[GIVEN RECORDS]

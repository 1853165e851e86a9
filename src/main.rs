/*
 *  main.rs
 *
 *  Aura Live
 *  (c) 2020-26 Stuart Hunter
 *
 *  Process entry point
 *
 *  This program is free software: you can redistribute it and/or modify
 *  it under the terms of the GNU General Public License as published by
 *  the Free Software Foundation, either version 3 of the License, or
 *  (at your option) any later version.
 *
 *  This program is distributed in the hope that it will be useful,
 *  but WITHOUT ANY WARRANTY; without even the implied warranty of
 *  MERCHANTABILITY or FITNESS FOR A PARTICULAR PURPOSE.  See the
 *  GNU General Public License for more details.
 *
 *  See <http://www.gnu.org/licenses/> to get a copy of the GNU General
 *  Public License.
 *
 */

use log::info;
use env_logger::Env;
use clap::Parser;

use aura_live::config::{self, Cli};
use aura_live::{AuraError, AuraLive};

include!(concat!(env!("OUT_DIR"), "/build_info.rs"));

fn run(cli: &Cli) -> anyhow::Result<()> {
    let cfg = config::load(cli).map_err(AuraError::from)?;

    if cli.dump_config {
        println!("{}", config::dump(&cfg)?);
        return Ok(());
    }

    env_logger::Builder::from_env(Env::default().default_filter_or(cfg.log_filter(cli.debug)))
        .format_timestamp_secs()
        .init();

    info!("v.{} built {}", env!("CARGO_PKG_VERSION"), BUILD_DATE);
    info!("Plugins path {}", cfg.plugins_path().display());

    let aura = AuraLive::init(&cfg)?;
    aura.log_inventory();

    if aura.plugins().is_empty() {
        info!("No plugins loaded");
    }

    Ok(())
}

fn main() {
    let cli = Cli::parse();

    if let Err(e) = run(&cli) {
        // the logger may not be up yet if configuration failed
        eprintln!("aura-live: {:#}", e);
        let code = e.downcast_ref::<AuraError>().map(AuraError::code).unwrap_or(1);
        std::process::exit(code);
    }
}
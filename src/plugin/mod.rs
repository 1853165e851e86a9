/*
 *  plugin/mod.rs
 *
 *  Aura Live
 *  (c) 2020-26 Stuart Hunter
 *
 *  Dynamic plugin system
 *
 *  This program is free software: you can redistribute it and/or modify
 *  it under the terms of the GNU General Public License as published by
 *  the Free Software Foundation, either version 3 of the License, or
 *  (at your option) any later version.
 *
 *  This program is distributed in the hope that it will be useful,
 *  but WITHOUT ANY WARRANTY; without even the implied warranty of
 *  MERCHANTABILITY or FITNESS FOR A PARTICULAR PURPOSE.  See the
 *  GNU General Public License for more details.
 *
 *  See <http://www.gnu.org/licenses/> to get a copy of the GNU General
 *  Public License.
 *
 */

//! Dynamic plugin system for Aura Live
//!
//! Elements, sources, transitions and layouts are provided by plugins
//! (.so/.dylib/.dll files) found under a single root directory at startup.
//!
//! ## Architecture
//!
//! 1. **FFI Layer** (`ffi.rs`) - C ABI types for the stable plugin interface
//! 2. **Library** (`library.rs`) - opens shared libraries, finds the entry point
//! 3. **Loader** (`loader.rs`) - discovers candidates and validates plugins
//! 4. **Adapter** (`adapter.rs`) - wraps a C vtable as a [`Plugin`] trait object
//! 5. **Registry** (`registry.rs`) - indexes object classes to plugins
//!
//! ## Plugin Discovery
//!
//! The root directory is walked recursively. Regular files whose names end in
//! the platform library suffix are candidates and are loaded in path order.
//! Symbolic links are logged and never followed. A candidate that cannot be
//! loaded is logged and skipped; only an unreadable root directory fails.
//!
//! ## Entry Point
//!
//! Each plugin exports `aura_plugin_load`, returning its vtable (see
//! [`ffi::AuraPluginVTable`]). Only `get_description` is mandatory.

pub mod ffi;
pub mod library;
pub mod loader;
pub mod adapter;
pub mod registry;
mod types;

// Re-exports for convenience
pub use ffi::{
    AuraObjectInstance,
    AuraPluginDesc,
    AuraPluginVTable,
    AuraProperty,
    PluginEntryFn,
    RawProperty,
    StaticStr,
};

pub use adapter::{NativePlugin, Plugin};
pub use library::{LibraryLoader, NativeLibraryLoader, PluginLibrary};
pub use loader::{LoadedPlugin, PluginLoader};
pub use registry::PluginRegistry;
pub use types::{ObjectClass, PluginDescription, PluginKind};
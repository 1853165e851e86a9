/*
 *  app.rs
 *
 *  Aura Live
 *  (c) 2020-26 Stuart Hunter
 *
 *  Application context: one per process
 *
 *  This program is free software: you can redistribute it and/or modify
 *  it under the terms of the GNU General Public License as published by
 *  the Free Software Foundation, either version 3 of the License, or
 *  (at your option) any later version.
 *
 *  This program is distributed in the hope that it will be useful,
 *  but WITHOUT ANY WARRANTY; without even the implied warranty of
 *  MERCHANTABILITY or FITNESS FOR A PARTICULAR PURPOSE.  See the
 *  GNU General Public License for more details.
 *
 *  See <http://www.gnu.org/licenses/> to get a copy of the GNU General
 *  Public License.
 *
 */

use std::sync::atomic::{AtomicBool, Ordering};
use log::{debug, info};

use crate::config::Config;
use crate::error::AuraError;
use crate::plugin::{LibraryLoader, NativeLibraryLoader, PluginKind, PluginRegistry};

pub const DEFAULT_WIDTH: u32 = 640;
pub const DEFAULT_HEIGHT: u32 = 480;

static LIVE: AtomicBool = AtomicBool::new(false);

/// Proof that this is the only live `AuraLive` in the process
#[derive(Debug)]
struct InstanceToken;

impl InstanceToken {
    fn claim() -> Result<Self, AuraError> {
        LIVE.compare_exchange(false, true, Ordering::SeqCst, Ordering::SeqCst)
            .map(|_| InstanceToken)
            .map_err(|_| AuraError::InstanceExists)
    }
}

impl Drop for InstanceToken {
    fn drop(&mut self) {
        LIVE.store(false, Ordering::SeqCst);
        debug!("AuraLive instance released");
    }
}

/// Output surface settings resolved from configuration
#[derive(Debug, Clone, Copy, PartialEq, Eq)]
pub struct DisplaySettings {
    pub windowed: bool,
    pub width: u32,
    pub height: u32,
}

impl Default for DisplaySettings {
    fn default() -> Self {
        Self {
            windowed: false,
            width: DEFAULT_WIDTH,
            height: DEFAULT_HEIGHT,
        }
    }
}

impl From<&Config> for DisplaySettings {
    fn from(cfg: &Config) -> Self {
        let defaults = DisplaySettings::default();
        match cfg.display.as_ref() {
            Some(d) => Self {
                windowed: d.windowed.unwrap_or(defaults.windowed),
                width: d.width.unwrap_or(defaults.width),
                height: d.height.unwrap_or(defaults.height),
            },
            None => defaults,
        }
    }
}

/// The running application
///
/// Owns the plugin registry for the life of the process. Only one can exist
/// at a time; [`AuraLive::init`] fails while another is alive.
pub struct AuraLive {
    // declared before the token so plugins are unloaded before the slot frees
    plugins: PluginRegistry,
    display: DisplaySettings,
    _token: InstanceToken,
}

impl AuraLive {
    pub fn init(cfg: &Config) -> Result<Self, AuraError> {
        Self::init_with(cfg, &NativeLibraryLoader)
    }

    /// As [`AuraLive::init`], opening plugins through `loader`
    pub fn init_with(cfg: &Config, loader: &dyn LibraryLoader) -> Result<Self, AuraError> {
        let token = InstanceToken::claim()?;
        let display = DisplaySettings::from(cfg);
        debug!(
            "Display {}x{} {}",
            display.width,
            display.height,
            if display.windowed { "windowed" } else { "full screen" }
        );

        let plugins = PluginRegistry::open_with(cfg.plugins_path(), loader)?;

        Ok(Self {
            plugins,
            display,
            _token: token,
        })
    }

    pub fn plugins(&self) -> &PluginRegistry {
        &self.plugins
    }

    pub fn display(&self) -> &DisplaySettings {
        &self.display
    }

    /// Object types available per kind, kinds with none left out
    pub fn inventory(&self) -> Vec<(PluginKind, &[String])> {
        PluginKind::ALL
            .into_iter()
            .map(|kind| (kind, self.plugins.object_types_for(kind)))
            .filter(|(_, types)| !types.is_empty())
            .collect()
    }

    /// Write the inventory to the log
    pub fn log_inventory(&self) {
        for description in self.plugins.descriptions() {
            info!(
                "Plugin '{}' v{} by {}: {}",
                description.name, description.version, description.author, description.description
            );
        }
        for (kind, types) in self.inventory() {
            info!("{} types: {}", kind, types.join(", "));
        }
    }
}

[/GIVEN RECORDS]
[GIVEN RECORDS]

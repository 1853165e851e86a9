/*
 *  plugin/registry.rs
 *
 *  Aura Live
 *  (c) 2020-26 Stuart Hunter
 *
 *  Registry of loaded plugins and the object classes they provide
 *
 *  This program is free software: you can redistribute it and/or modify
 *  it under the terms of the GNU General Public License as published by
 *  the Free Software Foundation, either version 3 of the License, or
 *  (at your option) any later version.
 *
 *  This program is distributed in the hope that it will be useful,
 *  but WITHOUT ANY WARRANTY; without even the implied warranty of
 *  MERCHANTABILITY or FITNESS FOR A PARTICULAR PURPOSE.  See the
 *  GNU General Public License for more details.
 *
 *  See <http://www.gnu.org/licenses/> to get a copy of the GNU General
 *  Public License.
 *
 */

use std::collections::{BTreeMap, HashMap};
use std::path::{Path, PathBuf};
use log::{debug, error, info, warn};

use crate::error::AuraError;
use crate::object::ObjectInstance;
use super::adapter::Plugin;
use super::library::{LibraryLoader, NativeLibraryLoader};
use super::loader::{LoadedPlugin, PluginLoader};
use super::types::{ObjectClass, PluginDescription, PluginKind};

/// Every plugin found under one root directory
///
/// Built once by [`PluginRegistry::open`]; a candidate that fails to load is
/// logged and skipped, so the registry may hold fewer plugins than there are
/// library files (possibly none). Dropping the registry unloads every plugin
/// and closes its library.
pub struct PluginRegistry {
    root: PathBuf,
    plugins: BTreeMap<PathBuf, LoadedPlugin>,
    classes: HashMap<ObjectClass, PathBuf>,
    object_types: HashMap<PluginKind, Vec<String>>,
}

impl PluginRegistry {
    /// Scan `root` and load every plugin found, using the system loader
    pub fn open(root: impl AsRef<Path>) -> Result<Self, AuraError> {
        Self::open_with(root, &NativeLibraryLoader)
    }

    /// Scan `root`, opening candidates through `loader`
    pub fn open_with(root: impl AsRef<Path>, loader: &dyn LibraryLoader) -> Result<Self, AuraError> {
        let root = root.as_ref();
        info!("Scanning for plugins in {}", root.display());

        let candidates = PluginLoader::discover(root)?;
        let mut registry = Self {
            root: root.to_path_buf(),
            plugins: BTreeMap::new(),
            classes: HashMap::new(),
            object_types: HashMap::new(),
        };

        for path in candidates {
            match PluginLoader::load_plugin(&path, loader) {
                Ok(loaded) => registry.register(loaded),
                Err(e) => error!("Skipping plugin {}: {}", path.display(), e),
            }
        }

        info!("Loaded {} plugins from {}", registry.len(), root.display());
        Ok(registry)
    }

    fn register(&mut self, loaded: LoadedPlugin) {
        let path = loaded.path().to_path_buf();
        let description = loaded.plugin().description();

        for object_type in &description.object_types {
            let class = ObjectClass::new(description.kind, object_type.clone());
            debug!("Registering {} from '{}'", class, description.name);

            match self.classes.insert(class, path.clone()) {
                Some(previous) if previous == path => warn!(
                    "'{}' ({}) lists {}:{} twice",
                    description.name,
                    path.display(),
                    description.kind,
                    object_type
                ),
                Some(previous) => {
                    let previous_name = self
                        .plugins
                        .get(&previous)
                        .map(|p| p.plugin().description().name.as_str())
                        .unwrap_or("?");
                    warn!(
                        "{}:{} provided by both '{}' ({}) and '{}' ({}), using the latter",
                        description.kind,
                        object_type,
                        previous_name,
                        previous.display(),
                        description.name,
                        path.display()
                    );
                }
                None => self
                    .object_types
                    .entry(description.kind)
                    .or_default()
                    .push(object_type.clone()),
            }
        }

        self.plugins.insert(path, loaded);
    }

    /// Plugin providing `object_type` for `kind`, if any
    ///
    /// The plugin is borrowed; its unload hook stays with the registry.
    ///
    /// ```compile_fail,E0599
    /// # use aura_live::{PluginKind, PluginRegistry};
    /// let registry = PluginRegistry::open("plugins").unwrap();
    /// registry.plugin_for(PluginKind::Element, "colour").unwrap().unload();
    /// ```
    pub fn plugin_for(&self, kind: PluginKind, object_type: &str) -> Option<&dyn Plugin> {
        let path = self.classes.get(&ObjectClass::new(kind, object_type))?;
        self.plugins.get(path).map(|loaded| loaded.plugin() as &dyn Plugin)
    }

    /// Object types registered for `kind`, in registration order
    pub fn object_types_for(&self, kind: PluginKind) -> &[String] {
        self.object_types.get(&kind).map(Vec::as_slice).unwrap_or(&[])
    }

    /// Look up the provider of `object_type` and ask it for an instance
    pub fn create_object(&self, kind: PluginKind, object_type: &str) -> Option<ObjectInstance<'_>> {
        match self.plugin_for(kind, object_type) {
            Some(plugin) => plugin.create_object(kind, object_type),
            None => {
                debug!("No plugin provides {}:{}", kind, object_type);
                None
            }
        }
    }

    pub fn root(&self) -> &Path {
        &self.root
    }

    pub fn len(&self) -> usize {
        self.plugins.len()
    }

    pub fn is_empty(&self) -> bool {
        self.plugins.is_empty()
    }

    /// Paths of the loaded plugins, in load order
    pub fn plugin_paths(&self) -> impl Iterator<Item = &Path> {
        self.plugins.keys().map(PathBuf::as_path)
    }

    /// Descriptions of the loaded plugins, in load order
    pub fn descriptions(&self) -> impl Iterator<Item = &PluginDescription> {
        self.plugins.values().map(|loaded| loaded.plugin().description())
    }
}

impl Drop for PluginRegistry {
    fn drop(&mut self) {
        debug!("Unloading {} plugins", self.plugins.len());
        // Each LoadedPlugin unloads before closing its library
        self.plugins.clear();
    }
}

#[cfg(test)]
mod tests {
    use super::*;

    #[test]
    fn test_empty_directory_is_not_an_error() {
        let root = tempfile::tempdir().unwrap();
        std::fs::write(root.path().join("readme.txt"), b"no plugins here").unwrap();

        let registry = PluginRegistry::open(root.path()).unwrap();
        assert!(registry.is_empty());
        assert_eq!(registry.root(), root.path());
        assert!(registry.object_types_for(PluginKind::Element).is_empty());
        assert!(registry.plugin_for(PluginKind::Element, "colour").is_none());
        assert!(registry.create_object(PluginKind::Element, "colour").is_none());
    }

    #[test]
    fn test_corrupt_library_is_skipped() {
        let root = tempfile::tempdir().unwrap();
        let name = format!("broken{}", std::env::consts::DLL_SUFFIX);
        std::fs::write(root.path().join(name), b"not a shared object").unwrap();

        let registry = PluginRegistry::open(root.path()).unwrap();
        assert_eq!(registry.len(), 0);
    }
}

[/GIVEN RECORDS]
[GIVEN RECORDS]

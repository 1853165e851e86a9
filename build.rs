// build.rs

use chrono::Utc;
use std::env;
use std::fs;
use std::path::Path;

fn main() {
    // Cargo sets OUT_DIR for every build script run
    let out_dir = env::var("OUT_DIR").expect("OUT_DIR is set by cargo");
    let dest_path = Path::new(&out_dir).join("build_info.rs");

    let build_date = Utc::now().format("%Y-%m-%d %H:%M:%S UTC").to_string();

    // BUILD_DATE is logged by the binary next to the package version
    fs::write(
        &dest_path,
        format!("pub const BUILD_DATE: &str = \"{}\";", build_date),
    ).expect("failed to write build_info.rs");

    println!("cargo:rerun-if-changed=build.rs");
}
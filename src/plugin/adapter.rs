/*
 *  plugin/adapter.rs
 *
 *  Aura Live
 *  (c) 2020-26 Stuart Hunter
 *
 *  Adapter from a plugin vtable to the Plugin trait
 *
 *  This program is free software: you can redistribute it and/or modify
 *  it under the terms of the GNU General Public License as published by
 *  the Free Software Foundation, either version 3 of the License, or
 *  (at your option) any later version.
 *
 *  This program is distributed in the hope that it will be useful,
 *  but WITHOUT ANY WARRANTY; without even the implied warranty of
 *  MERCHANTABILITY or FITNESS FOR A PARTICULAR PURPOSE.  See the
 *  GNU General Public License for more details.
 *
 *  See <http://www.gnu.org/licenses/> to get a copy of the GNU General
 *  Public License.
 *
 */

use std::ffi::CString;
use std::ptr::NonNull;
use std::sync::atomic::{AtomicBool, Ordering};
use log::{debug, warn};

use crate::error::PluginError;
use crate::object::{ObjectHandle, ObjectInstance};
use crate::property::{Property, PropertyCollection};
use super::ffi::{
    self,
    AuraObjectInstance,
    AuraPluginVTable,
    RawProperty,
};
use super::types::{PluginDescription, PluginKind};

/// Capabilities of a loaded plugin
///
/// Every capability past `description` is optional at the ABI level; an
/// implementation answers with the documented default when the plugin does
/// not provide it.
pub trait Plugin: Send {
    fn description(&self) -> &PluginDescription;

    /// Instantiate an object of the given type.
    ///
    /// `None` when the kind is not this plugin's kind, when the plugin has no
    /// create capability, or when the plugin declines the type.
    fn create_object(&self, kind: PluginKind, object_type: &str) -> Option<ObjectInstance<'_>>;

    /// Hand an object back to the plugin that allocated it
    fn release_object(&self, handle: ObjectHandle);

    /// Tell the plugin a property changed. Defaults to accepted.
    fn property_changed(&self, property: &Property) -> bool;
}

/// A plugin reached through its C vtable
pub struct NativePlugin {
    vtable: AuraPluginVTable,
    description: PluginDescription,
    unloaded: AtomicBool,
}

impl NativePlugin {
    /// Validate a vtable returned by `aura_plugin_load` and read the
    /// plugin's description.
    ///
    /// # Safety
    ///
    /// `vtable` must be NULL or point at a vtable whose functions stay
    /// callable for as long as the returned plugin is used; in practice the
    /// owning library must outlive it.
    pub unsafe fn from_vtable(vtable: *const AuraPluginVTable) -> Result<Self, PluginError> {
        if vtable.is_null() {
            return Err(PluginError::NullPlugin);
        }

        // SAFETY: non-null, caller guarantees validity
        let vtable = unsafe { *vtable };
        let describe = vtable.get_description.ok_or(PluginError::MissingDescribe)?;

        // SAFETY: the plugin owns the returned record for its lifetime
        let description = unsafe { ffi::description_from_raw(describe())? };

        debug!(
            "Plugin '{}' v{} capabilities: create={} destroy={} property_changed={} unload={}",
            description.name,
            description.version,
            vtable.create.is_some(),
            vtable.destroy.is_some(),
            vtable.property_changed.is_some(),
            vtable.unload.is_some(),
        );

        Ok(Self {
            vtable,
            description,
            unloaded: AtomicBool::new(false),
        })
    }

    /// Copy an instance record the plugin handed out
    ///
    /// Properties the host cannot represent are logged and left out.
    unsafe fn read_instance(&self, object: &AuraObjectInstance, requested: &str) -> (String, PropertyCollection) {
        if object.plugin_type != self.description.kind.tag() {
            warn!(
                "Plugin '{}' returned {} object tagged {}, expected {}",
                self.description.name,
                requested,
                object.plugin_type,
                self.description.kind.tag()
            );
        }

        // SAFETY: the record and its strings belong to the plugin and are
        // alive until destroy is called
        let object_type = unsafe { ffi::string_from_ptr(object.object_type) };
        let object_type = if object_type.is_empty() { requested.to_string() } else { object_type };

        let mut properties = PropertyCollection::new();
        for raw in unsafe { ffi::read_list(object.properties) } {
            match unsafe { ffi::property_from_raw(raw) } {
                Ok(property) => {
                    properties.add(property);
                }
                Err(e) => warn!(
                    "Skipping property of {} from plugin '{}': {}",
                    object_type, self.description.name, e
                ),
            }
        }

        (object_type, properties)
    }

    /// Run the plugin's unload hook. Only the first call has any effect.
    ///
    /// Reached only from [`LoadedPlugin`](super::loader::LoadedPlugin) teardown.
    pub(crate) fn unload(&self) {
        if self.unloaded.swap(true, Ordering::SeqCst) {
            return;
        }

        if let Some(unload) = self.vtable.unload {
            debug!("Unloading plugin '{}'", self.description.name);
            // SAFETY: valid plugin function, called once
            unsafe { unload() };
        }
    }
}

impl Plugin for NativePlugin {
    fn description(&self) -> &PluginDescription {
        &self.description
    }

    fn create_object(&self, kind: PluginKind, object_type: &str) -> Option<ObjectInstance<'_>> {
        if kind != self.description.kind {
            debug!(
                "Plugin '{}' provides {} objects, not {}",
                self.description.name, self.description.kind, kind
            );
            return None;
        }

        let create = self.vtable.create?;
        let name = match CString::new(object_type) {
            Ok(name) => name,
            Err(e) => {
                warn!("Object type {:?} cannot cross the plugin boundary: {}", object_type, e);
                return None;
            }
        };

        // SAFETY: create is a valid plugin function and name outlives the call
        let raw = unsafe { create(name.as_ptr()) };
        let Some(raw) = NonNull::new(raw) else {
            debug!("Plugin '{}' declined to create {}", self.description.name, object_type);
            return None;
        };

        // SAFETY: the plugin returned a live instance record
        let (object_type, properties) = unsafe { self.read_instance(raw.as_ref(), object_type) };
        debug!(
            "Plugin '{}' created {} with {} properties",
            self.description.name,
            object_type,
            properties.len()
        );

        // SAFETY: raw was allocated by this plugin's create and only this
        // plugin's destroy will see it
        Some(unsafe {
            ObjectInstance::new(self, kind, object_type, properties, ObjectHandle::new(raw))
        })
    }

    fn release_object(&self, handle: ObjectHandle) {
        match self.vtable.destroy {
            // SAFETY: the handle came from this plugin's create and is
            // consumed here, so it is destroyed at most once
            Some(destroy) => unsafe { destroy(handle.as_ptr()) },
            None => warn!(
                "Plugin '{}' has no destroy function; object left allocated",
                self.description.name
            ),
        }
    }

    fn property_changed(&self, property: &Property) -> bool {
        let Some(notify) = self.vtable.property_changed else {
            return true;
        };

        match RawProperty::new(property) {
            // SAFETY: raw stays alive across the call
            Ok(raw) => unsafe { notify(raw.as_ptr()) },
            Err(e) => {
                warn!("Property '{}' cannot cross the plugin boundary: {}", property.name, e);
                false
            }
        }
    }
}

[/GIVEN RECORDS]

Once you have counted the lines above that hold the word "configuration", report only that total.

2